── Material provided ──
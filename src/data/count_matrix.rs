//! Gene-level count matrix

use ndarray::{Array2, ArrayView1, ArrayView2, Axis};

use crate::error::{PipelineError, Result};

/// Aggregated gene counts: rows are genes, columns are samples keyed by
/// composite sample code.
#[derive(Debug, Clone, PartialEq)]
pub struct GeneCountMatrix {
    counts: Array2<f64>,
    gene_ids: Vec<String>,
    sample_codes: Vec<String>,
}

impl GeneCountMatrix {
    pub fn new(
        counts: Array2<f64>,
        gene_ids: Vec<String>,
        sample_codes: Vec<String>,
    ) -> Result<Self> {
        let (n_genes, n_samples) = counts.dim();

        if gene_ids.len() != n_genes {
            return Err(PipelineError::DimensionMismatch {
                expected: format!("{} gene IDs", n_genes),
                got: format!("{}", gene_ids.len()),
            });
        }
        if sample_codes.len() != n_samples {
            return Err(PipelineError::DimensionMismatch {
                expected: format!("{} sample codes", n_samples),
                got: format!("{}", sample_codes.len()),
            });
        }

        if counts.iter().any(|&x| x < 0.0 || !x.is_finite()) {
            return Err(PipelineError::InvalidCountMatrix {
                reason: "counts must be non-negative finite values".to_string(),
            });
        }

        if !counts.is_empty() && counts.iter().all(|&x| x == 0.0) {
            return Err(PipelineError::InvalidCountMatrix {
                reason: "all samples have 0 counts for all genes".to_string(),
            });
        }

        Ok(Self {
            counts,
            gene_ids,
            sample_codes,
        })
    }

    pub fn n_genes(&self) -> usize {
        self.counts.nrows()
    }

    pub fn n_samples(&self) -> usize {
        self.counts.ncols()
    }

    pub fn counts(&self) -> ArrayView2<'_, f64> {
        self.counts.view()
    }

    pub fn gene_ids(&self) -> &[String] {
        &self.gene_ids
    }

    pub fn sample_codes(&self) -> &[String] {
        &self.sample_codes
    }

    pub fn gene_counts(&self, gene_idx: usize) -> ArrayView1<'_, f64> {
        self.counts.row(gene_idx)
    }

    pub fn gene_index(&self, gene_id: &str) -> Option<usize> {
        self.gene_ids.iter().position(|id| id == gene_id)
    }

    /// Total count per gene across all samples
    pub fn gene_totals(&self) -> Vec<f64> {
        self.counts
            .axis_iter(Axis(0))
            .map(|row| row.sum())
            .collect()
    }

    /// Drop genes whose total count across all samples is below `min_total`.
    /// Every surviving row satisfies total >= min_total.
    pub fn filter_low_total(&self, min_total: f64) -> Result<Self> {
        let keep: Vec<usize> = self
            .gene_totals()
            .iter()
            .enumerate()
            .filter(|(_, &total)| total >= min_total)
            .map(|(i, _)| i)
            .collect();

        if keep.is_empty() {
            return Err(PipelineError::EmptyData {
                reason: format!("no genes with total count >= {}", min_total),
            });
        }

        let dropped = self.n_genes() - keep.len();
        if dropped > 0 {
            log::info!(
                "Low-count filter: dropped {} of {} genes (total < {})",
                dropped,
                self.n_genes(),
                min_total
            );
        }

        let counts = self.counts.select(Axis(0), &keep);
        let gene_ids = keep.iter().map(|&i| self.gene_ids[i].clone()).collect();
        Self::new(counts, gene_ids, self.sample_codes.clone())
    }

    /// Subset columns to the given order
    pub fn select_samples(&self, sample_indices: &[usize]) -> Result<Self> {
        let counts = self.counts.select(Axis(1), sample_indices);
        let codes = sample_indices
            .iter()
            .map(|&i| self.sample_codes[i].clone())
            .collect();
        Self::new(counts, self.gene_ids.clone(), codes)
    }
}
───
**Your goal**:
Scan the lines above, and whenever one holds the string "expected", copy it.

**Result for this exercise**:
                expected: format!("{} gene IDs", n_genes),
                expected: format!("{} sample codes", n_samples),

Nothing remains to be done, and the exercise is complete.